The government of Odisha was a beneficiary of prescriptive analytics. They were able to utilize the services of the meteorological department’s accurate prediction of cyclones – their path, strength, and timing. They used this to make decisions about when and what needs to be done to prevent any loss of life.
So in this article, we will first understand what the term prescriptive analytics means. We will then solidify our learning by taking up a case study and implementing the branches of analytics -descriptive, predictive and prescriptive. Let’s go!
Table of Contents
- What is Prescriptive Analytics?
- Setting up our Problem Statement
- Hypothesis Generation
- Laying Down our Model Building Approach
- Data Visualization and Data Preparation – Descriptive Analytics
- Prediction of Customer Behavior – Predictive Analytics
- Recommendations to Improve Performance – Prescriptive Analytics
What is Prescriptive Analytics?
We can broadly classify analytics into three distinct segments – Descriptive, Predictive and Prescriptive Analytics. Let’s take a look at each of these:
- Descriptive Analytics is the first part of any model building exercise. We analyze the historical data to identify patterns and trends of the dependent and independent variables. This stage also helps in hypothesis generation, variable transformation and any root cause analysis of specific behavioral patterns
- Predictive Analytics is the next stage of analytics. Here, we leverage the cleaned and/or transformed data and fit a model on that data to predict the future behavior of the dependent variable. Predictive analytics answers the question of what is likely to happen
- Prescriptive Analytics is the last stage where the predictions are used to prescribe (or recommend) the next set of things to be done. That’s where our Odisha Government example came from. They leveraged the predictions made by the meteorological department and took a series of measures, like relocating all people from low lying areas, arranging for food, shelter and medical help in advance, etc., to ensure the damage is limited
The below image does a nice job of illustrating the components under the prescriptive analytics umbrella:
Setting up our Problem Statement
I’ve found the best way of learning a topic is by practicing it. So, let’s understand prescriptive analytics by taking up a case study and implementing each analytics segment we discussed above.
The senior management in a telecom provider organization is worried about the rising customer attrition levels. Additionally, a recent independent survey has suggested that the industry as a whole will face increasing churn rates and decreasing ARPU (average revenue per unit).
The effort to retain customers so far has been very reactive. Only when the customer calls to close their account is when we take action. That’s not a great strategy, is it? The management team is keen to take more proactive measures on this front.
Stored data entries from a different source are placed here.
//! JUnit-style XML encoding: one test case per node.

use quick_xml::Writer;
use quick_xml::events::{BytesDecl, BytesEnd, BytesStart, Event};

use super::{RunSummary, summarize};
use crate::error::ReportError;
use crate::types::{NodeResult, NodeStatus};

const SUITE_NAME: &str = "quailtrail";

fn xml_err(e: impl std::fmt::Display) -> ReportError {
  ReportError::Xml(e.to_string())
}

/// Renders results as a JUnit XML document.
///
/// `Fail` maps to `<failure>`, `Error` to `<error>`, `Skip` and `Planned` to `<skipped>`;
/// severity and check metrics become `<property>` entries.
pub fn render_junit(results: &[NodeResult]) -> Result<String, ReportError> {
  let summary = RunSummary::from_results(results);
  let failures = count(results, NodeStatus::Fail).to_string();
  let errors = count(results, NodeStatus::Error).to_string();
  let skipped = (summary.tasks_skipped + summary.checks_skipped + summary.planned).to_string();
  let tests = results.len().to_string();
  let verdict = summarize(results).to_string();

  let mut writer = Writer::new_with_indent(Vec::new(), b' ', 2);
  writer
    .write_event(Event::Decl(BytesDecl::new("1.0", Some("UTF-8"), None)))
    .map_err(xml_err)?;

  for element in ["testsuites", "testsuite"] {
    let mut start = BytesStart::new(element);
    start.push_attribute(("name", SUITE_NAME));
    start.push_attribute(("tests", tests.as_str()));
    start.push_attribute(("failures", failures.as_str()));
    start.push_attribute(("errors", errors.as_str()));
    start.push_attribute(("skipped", skipped.as_str()));
    writer.write_event(Event::Start(start)).map_err(xml_err)?;
  }

  writer
    .write_event(Event::Start(BytesStart::new("properties")))
    .map_err(xml_err)?;
  write_property(&mut writer, "verdict", &verdict)?;
  writer
    .write_event(Event::End(BytesEnd::new("properties")))
    .map_err(xml_err)?;

  for result in results {
    write_case(&mut writer, result)?;
  }

  for element in ["testsuite", "testsuites"] {
    writer
      .write_event(Event::End(BytesEnd::new(element)))
      .map_err(xml_err)?;
  }

  let mut bytes = writer.into_inner();
  bytes.push(b'\n');
  Ok(String::from_utf8(bytes)?)
}

fn count(results: &[NodeResult], status: NodeStatus) -> usize {
  results.iter().filter(|r| r.status == status).count()
}

fn write_property(writer: &mut Writer<Vec<u8>>, name: &str, value: &str) -> Result<(), ReportError> {
  let mut prop = BytesStart::new("property");
  prop.push_attribute(("name", name));
  prop.push_attribute(("value", value));
  writer.write_event(Event::Empty(prop)).map_err(xml_err)
}

fn write_case(writer: &mut Writer<Vec<u8>>, result: &NodeResult) -> Result<(), ReportError> {
  let classname = format!("{}.{}", SUITE_NAME, result.kind);
  let mut case = BytesStart::new("testcase");
  case.push_attribute(("name", result.id.as_str()));
  case.push_attribute(("classname", classname.as_str()));
  writer.write_event(Event::Start(case)).map_err(xml_err)?;

  let metrics = result.outcome().map(|o| o.metrics());
  let has_properties = result.severity.is_some() || metrics.is_some_and(|m| !m.is_empty());
  if has_properties {
    writer
      .write_event(Event::Start(BytesStart::new("properties")))
      .map_err(xml_err)?;
    if let Some(severity) = result.severity {
      write_property(writer, "severity", &severity.to_string())?;
    }
    for (name, value) in metrics.into_iter().flatten() {
      write_property(writer, &format!("metric.{}", name), &value.to_string())?;
    }
    writer
      .write_event(Event::End(BytesEnd::new("properties")))
      .map_err(xml_err)?;
  }

  let description = result.description();
  let marker = match result.status {
    NodeStatus::Pass => None,
    NodeStatus::Fail => Some(("failure", description, "fail")),
    NodeStatus::Error => Some(("error", description, "error")),
    NodeStatus::Skip => Some(("skipped", description, "skip")),
    NodeStatus::Planned => Some(("skipped", "planned (dry run)".to_string(), "planned")),
  };
  if let Some((element, message, kind)) = marker {
    let mut el = BytesStart::new(element);
    el.push_attribute(("message", message.as_str()));
    el.push_attribute(("type", kind));
    writer.write_event(Event::Empty(el)).map_err(xml_err)?;
  }

  writer
    .write_event(Event::End(BytesEnd::new("testcase")))
    .map_err(xml_err)
}
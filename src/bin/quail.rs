//! CLI: run, list or graph a pipeline declared in a JSON config.
//!
//! Usage: `quail [OPTIONS] <COMMAND>`
//! Example: quail --config quail.json run daily --junit reports/junit.xml
//!
//! Exit status: 0 clean, 1 error verdict (or warning with `--strict`), 2 config or
//! definition error. Logs go to stderr; set RUST_LOG=quailtrail=debug for detail.

use std::collections::BTreeMap;
use std::path::{Path, PathBuf};
use std::process;

use clap::{Parser, Subcommand};
use once_cell::sync::Lazy;
use quailtrail::report::{ReportFormat, render_junit, render_markdown};
use quailtrail::{PipelineConfig, RunOptions, run_pipeline};
use quailtrail::{dot, report_io};
use regex::Regex;
use serde_json::Value;
use tracing::info;
use tracing_subscriber::EnvFilter;

const DEFAULT_CONFIG: &str = "quail.json";
const EXIT_DEFINITION_ERROR: i32 = 2;

static SENSITIVE_PARAM: Lazy<Regex> =
  Lazy::new(|| Regex::new(r"(?i)password|secret|key|token").expect("valid sensitive param regex"));
static URL_USERINFO: Lazy<Regex> = Lazy::new(|| {
  Regex::new(r"(?P<scheme>[A-Za-z][A-Za-z0-9+.-]*://)[^/@\s]+@").expect("valid url userinfo regex")
});

/// Run data-quality tasks and checks declared in a JSON config.
#[derive(Parser, Debug)]
#[command(name = "quail", version)]
#[command(
  after_help = r#"Environment variables:
  QUAIL_CONFIG    Config file (same as --config).
  QUAIL_PROFILE   Profile when --profile is not given.
  QUAIL_RUN_DIR   Directory for run records (same as --run-dir).

Examples:
  quail list
  quail run daily --strict
  quail --profile prod run row_count --dry-run"#
)]
struct Args {
  /// Pipeline config file.
  #[arg(long, short, global = true, env = "QUAIL_CONFIG", default_value = DEFAULT_CONFIG)]
  config: PathBuf,

  /// Parameter profile. Falls back to QUAIL_PROFILE, the config's profile, then `dev`.
  #[arg(long, short, global = true)]
  profile: Option<String>,

  #[command(subcommand)]
  command: Cmd,
}

#[derive(Subcommand, Debug)]
enum Cmd {
  /// Run target groups or nodes (default target group, or everything).
  Run {
    /// Target group names or node ids.
    targets: Vec<String>,
    /// Print the execution plan without running anything.
    #[arg(long)]
    dry_run: bool,
    /// Write a JUnit XML report to this path.
    #[arg(long, value_name = "PATH")]
    junit: Option<PathBuf>,
    /// Write a Markdown summary to this path.
    #[arg(long, value_name = "PATH")]
    markdown: Option<PathBuf>,
    /// Write run.json, junit.xml and summary.md under <DIR>/<run_id>/.
    #[arg(long, value_name = "DIR", env = "QUAIL_RUN_DIR")]
    run_dir: Option<PathBuf>,
    /// Exit non-zero on a warning verdict too.
    #[arg(long)]
    strict: bool,
    /// Encoding printed to stdout.
    #[arg(long, default_value = "text")]
    format: ReportFormat,
  },
  /// List tasks, checks, target groups and (masked) params.
  List,
  /// Print the dependency graph in Graphviz DOT.
  Graph,
}

fn main() {
  tracing_subscriber::fmt()
    .with_env_filter(EnvFilter::try_from_default_env().unwrap_or_else(|_| EnvFilter::new("info")))
    .with_writer(std::io::stderr)
    .init();

  let args = Args::parse();
  let code = match execute(&args) {
    Ok(code) => code,
    Err(msg) => {
      eprintln!("Error: {}", msg);
      EXIT_DEFINITION_ERROR
    }
  };
  process::exit(code);
}

fn execute(args: &Args) -> Result<i32, String> {
  let config = PipelineConfig::load(&args.config).map_err(|e| e.to_string())?;
  let registry = config.registry().map_err(|e| e.to_string())?;
  let profile = config.resolve_profile(args.profile.as_deref());
  info!(config = %args.config.display(), profile = %profile, nodes = registry.len(), "loaded config");

  match &args.command {
    Cmd::Graph => {
      print!("{}", dot::render_dot(&registry));
      Ok(0)
    }
    Cmd::List => {
      print!("{}", render_listing(&config, &registry, &profile));
      Ok(0)
    }
    Cmd::Run {
      targets,
      dry_run,
      junit,
      markdown,
      run_dir,
      strict,
      format,
    } => {
      let targets = config
        .target_groups()
        .resolve(targets)
        .map_err(|e| e.to_string())?;
      let options = RunOptions {
        targets,
        dry_run: *dry_run,
      };
      let report =
        run_pipeline(&registry, config.resources(&profile), &options).map_err(|e| e.to_string())?;

      print!("{}", report.render(*format).map_err(|e| e.to_string())?);
      if let Some(path) = junit {
        let xml = render_junit(&report.results).map_err(|e| e.to_string())?;
        write_or_fail(path, &xml)?;
      }
      if let Some(path) = markdown {
        write_or_fail(path, &render_markdown(&report.results))?;
      }
      if let Some(dir) = run_dir {
        let written = report_io::write_run_dir(dir, &report)
          .map_err(|e| format!("writing run directory {}: {}", dir.display(), e))?;
        info!(dir = %written.display(), "run record written");
      }
      Ok(report.verdict.exit_code(*strict))
    }
  }
}

fn write_or_fail(path: &Path, text: &str) -> Result<(), String> {
  report_io::write_report(path, text).map_err(|e| format!("writing {}: {}", path.display(), e))?;
  info!(path = %path.display(), "report written");
  Ok(())
}

fn render_listing(
  config: &PipelineConfig,
  registry: &quailtrail::Registry,
  profile: &str,
) -> String {
  let mut out = String::new();
  out.push_str(&format!(
    "project: {}\nprofile: {}\n",
    config.project.as_deref().unwrap_or("-"),
    profile
  ));

  out.push_str("\nparams:\n");
  for (name, value) in masked(config.params_for(profile)) {
    out.push_str(&format!("  {} = {}\n", name, value));
  }

  out.push_str("\ntasks:\n");
  for node in registry.nodes().iter().filter(|n| n.kind() == quailtrail::NodeKind::Task) {
    out.push_str(&format!("  {}{}\n", node.id(), requires_suffix(node.dependencies())));
  }
  out.push_str("\nchecks:\n");
  for node in registry.nodes().iter().filter(|n| n.kind() == quailtrail::NodeKind::Check) {
    out.push_str(&format!(
      "  {} [{}]{}\n",
      node.id(),
      node.severity().unwrap_or_default(),
      requires_suffix(node.dependencies())
    ));
  }

  let groups = config.target_groups();
  out.push_str("\ntargets:\n");
  for (name, ids) in groups.groups() {
    let marker = if groups.default_group() == Some(name.as_str()) {
      " (default)"
    } else {
      ""
    };
    out.push_str(&format!("  {}{}: {}\n", name, marker, ids.join(", ")));
  }
  out
}

fn requires_suffix(deps: &[String]) -> String {
  if deps.is_empty() {
    String::new()
  } else {
    format!(" <- {}", deps.join(", "))
  }
}

fn masked(params: BTreeMap<String, Value>) -> BTreeMap<String, Value> {
  params
    .into_iter()
    .map(|(name, value)| {
      if SENSITIVE_PARAM.is_match(&name) {
        return (name, Value::String("****".to_string()));
      }
      match value {
        Value::String(s) => {
          let hidden = URL_USERINFO.replace_all(&s, "${scheme}****@").into_owned();
          (name, Value::String(hidden))
        }
        other => (name, other),
      }
    })
    .collect()
}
We as data scientists are tasked with analyzing their data, deriving insights, predicting the potential behavior of customers, and then recommending steps to improve performance.
Getting the Dataset for our Problem
Generating a hypothesis is the key to unlocking any data science or analytics project. We should first list down what it is we are trying to achieve through our approach and then proceed from there.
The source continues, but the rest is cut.